Sanki hücrenin iç metronomunun, embriyonik gelişimin temposunu hızlandırmasını veya yavaşlatmasını sağlayan ayar düğmesini keşfetmiş gibiydiler. Pourquié, "Zamanlamadaki bu farklılıkları açıklayan gen düzenleyici mimarideki farklılıklar değil" dedi. Bulgular şunlardı: yayınlanan Tabiat bu senenin başlarında.

Bu metabolik ayar düğmesi gelişen embriyoyla sınırlı değildi. Bu arada Iwata ve Vanderhaeghen, olgunlaşan nöronların metabolik temposuyla oynamak için ilaçları ve genetiği nasıl kullanacaklarını keşfettiler; bu süreç, yalnızca birkaç gün süren segmentasyon saatinin aksine, haftalar veya aylar sürüyor. Fare nöronları enerjiyi daha yavaş üretmeye zorlandığında, nöronlar da daha yavaş olgunlaştı. Tersine, farmakolojik olarak insan nöronlarını daha hızlı bir yola doğru kaydırarak araştırmacılar onların olgunlaşmasını hızlandırabilir. Bulgular şunlardı: yayınlanan Bilim Ocak ayında.

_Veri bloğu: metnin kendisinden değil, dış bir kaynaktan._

impl WorkflowContext {
    pub(crate) fn new(info: WorkflowInfo, markers: HashMap<String, Payload>) -> Self {
        let rng = StdRng::seed_from_u64(info.run_id.seed());
        let now = info.started_at;
        Self {
            state: Rc::new(RefCell::new(ContextState {
                info,
                now,
                replaying: false,
                next_seq: 1,
                side_effects: 0,
                commands: Vec::new(),
                activity_results: HashMap::new(),
                timers_fired: HashSet::new(),
                child_starts: HashMap::new(),
                child_results: HashMap::new(),
                signals: HashMap::new(),
                cancel_requested: None,
                markers,
                versions: HashMap::new(),
                rng,
                generation: 0,
            })),
        }
    }

    // ── Information ──────────────────────────────────────────────────

    pub fn info(&self) -> WorkflowInfo {
        self.state.borrow().info.clone()
    }

    /// Logical time: the start time, then the time each workflow task began
    pub fn now(&self) -> DateTime<Utc> {
        self.state.borrow().now
    }

    /// True while re-executing decisions already recorded in history
    pub fn is_replaying(&self) -> bool {
        self.state.borrow().replaying
    }

    pub fn is_cancel_requested(&self) -> bool {
        self.state.borrow().cancel_requested.is_some()
    }

    // ── Activities ───────────────────────────────────────────────────

    /// Schedule an activity and return a future for its final result.
    ///
    /// The activity is scheduled even if the future is never awaited.
    pub fn execute_activity(
        &self,
        activity_type: impl Into<ActivityType>,
        input: Payload,
        options: ActivityOptions,
    ) -> ActivityFuture {
        let seq = self.emit_with_seq(|seq| Command::ScheduleActivity {
            seq,
            activity_type: activity_type.into(),
            input,
            options,
        });
        ActivityFuture {
            ctx: self.clone(),
            seq,
        }
    }

    // ── Timers ───────────────────────────────────────────────────────

    /// Suspend this workflow for `duration` of durable time
    pub fn sleep(&self, duration: Duration) -> TimerFuture {
        let seq = self.emit_with_seq(|seq| Command::StartTimer { seq, duration });
        TimerFuture {
            ctx: self.clone(),
            seq,
        }
    }

    // ── Child workflows ──────────────────────────────────────────────

    /// Start a child workflow. Without an explicit id one is derived from
    /// this workflow's id and the call's sequence number.
    pub fn start_child_workflow(
        &self,
        workflow_type: impl Into<WorkflowType>,
        input: Payload,
        options: ChildWorkflowOptions,
    ) -> ChildWorkflowHandle {
        let workflow_type = workflow_type.into();
        let parent_id = self.state.borrow().info.workflow_id.clone();
        let mut child_id = None;
        let seq = self.emit_with_seq(|seq| {
            let workflow_id = options
                .workflow_id
                .clone()
                .unwrap_or_else(|| derived_child_id(&parent_id, seq));
            child_id = Some(workflow_id.clone());
            Command::StartChildWorkflow {
                seq,
                workflow_type: workflow_type.clone(),
                workflow_id,
                input,
                options,
            }
        });
        ChildWorkflowHandle {
            ctx: self.clone(),
            seq,
            workflow_type,
            workflow_id: child_id.unwrap_or_else(|| derived_child_id(&parent_id, seq)),
        }
    }

    /// Start a child workflow and wait for its result
    pub async fn execute_child_workflow(
        &self,
        workflow_type: impl Into<WorkflowType>,
        input: Payload,
        options: ChildWorkflowOptions,
    ) -> Result<Payload, Failure> {
        self.start_child_workflow(workflow_type, input, options)
            .result()
            .await
    }

    // ── Signals and cancellation ─────────────────────────────────────

    /// Wait for the next signal named `name`
    pub fn wait_signal(&self, name: impl Into<String>) -> SignalFuture {
        SignalFuture {
            ctx: self.clone(),
            name: name.into(),
        }
    }

    /// Wait until `predicate` holds. It is re-evaluated whenever the
    /// workflow makes progress, so it must only read workflow state.
    pub fn wait_condition<F>(&self, predicate: F) -> ConditionFuture
    where
        F: FnMut() -> bool + 'static,
    {
        ConditionFuture {
            ctx: self.clone(),
            predicate: Box::new(predicate),
        }
    }

    /// Resolves with the reason once cancellation of this workflow is requested
    pub fn cancelled(&self) -> CancellationFuture {
        CancellationFuture { ctx: self.clone() }
    }

    // ── Deterministic helpers ────────────────────────────────────────

    /// Run `f` once and record its value; replays return the recorded value
    pub fn side_effect<T, F>(&self, f: F) -> Result<T, Failure>
    where
        T: Serialize + DeserializeOwned,
        F: FnOnce() -> T,
    {
        let name = {
            let mut state = self.state.borrow_mut();
            state.side_effects += 1;
            format!("side_effect:{}", state.side_effects)
        };
        let recorded = self.state.borrow().markers.get(&name).cloned();
        let value = match recorded {
            Some(value) => value,
            None => encode(&f())?,
        };
        self.emit(Command::RecordMarker {
            name,
            value: value.clone(),
        });
        decode(&value)
    }

    /// Version of a code change to follow. New executions get
    /// `max_supported`; executions that passed this point before the change
    /// was introduced get [`DEFAULT_VERSION`].
    pub fn get_version(&self, change_id: &str, min_supported: i32, max_supported: i32) -> Result<i32, Failure> {
        if let Some(version) = self.state.borrow().versions.get(change_id) {
            return Ok(*version);
        }
        let name = format!("version:{}", change_id);
        let (recorded, replaying) = {
            let state = self.state.borrow();
            (state.markers.get(&name).cloned(), state.replaying)
        };
        let version = match recorded {
            Some(value) => {
                let version: i32 = decode(&value)?;
                self.emit(Command::RecordMarker { name, value });
                version
            }
            None if replaying => DEFAULT_VERSION,
            None => {
                self.emit(Command::RecordMarker {
                    name,
                    value: Payload::from(max_supported),
                });
                max_supported
            }
        };
        if version != DEFAULT_VERSION && (version < min_supported || version > max_supported) {
            return Err(Failure::non_retryable(
                "UnsupportedVersion",
                format!(
                    "version {} of '{}' is outside supported range {}..={}",
                    version, change_id, min_supported, max_supported
                ),
            ));
        }
        self.state
            .borrow_mut()
            .versions
            .insert(change_id.to_string(), version);
        Ok(version)
    }

    /// Random value from a generator seeded by the run id
    pub fn random<T>(&self) -> T
    where
        Standard: Distribution<T>,
    {
        self.state.borrow_mut().rng.gen()
    }

    /// Random v4 UUID from the seeded generator
    pub fn random_uuid(&self) -> uuid::Uuid {
        let bytes: [u8; 16] = self.state.borrow_mut().rng.gen();
        uuid::Builder::from_random_bytes(bytes).into_uuid()
    }

    // ── Runner interface ─────────────────────────────────────────────

    pub(crate) fn set_replaying(&self, replaying: bool) {
        self.state.borrow_mut().replaying = replaying;
    }

    pub(crate) fn set_now(&self, now: DateTime<Utc>) {
        self.state.borrow_mut().now = now;
    }

    pub(crate) fn generation(&self) -> u64 {
        self.state.borrow().generation
    }

    pub(crate) fn take_commands(&self) -> Vec<Command> {
        std::mem::take(&mut self.state.borrow_mut().commands)
    }

    pub(crate) fn emit(&self, command: Command) {
        self.state.borrow_mut().commands.push(command);
    }

    /// Reveal an input event to the logic
    pub(crate) fn apply(&self, event: &EventKind) {
        let mut state = self.state.borrow_mut();
        match event {
            EventKind::ActivityTaskCompleted { seq, result, .. } => {
                state.activity_results.insert(*seq, Ok(result.clone()));
            }
            EventKind::ActivityTaskFailed { seq, failure, .. } => {
                state.activity_results.insert(*seq, Err(failure.clone()));
            }
            EventKind::TimerFired { seq } => {
                state.timers_fired.insert(*seq);
            }
            EventKind::ChildWorkflowStarted { seq, run_id } => {
                state.child_starts.insert(*seq, Ok(run_id.clone()));
            }
            EventKind::StartChildWorkflowFailed { seq, failure } => {
                state.child_starts.insert(*seq, Err(failure.clone()));
                state.child_results.insert(*seq, Err(failure.clone()));
            }
            EventKind::ChildWorkflowCompleted { seq, result } => {
                state.child_results.insert(*seq, Ok(result.clone()));
            }
            EventKind::ChildWorkflowFailed { seq, failure } => {
                state.child_results.insert(*seq, Err(failure.clone()));
            }
            EventKind::SignalReceived { name, payload } => {
                state
                    .signals
                    .entry(name.clone())
                    .or_default()
                    .push_back(payload.clone());
            }
            EventKind::CancelRequested { reason } => {
                state.cancel_requested.get_or_insert_with(|| reason.clone());
            }
            other => {
                tracing::trace!(event = other.name(), "Event carries nothing for the logic");
            }
        }
    }

    fn emit_with_seq(&self, build: impl FnOnce(u64) -> Command) -> u64 {
        let seq = {
            let mut state = self.state.borrow_mut();
            let seq = state.next_seq;
            state.next_seq += 1;
            seq
        };
        let command = build(seq);
        self.emit(command);
        seq
    }

    fn resolved<T>(&self, value: T) -> Poll<T> {
        self.state.borrow_mut().generation += 1;
        Poll::Ready(value)
    }
}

Vanderhaeghen'e göre deneylerinin sonucu açık: "Metabolik hız, gelişimsel zamanlamayı yönlendiriyor."

Ancak metabolizma diğer tüm hücresel süreçlerin yukarı yöndeki düzenleyicisi olsa bile, bu farklılıkların genetik düzenlemeye geri dönmesi gerekir. Mitokondrinin, gelişimsel genlerin veya proteinlerin yapımı, bakımı ve geri dönüştürülmesiyle ilgili mekanizmalarda yer alan genlerin ekspresyonunun zamanlamasını etkilemesi mümkündür.

Vanderhaeghen'in spekülasyonlarından biri, mitokondriden gelen metabolitlerin, genomlardaki katlanmış DNA'yı yoğunlaştıran veya genişleten ve böylece protein oluşturmak üzere kopyalanabilen süreç için gerekli olduğudur. Belki de bu metabolitlerin transkripsiyon hızını sınırladığını ve küresel olarak gen düzenleyici ağların açılıp kapanma hızını belirlediğini öne sürdü. Ancak bu, deneysel olarak açıklanması gereken yalnızca bir fikir.

Ayrıca mitokondriyi neyin harekete geçirdiği sorusu da var. Diaz Cuadros, cevabın DNA'da olması gerektiğini düşünüyor: "Genomlarının bir yerinde, fare ile insan arasında, gelişim hızındaki bu farklılığı kodlayan bir dizi farklılığı olmalı."

"Bu farkın nerede olduğu hakkında hala bir fikrimiz yok" dedi. "Ne yazık ki hâlâ bundan çok uzaktayız."

Bu cevabı bulmak zaman alabilir ve mitokondriyal saat gibi bilimsel ilerleme de kendine has bir tempoda ilerler.

Düzeltmeler, 18 Eylül 2023
Giriş bölümünde, gelişim temposunu yönlendirmeye yardımcı olan şeyin genel metabolizma hızı değil, gen ekspresyonu hızı olduğunu açıklığa kavuşturmak için bir cümle revize edildi. Makale aynı zamanda kök hücre hayvanat bahçesindeki hangi türlerin en hızlı ve en yavaş segmentasyon saati salınımlarına sahip olduğunu düzeltecek şekilde güncellendi.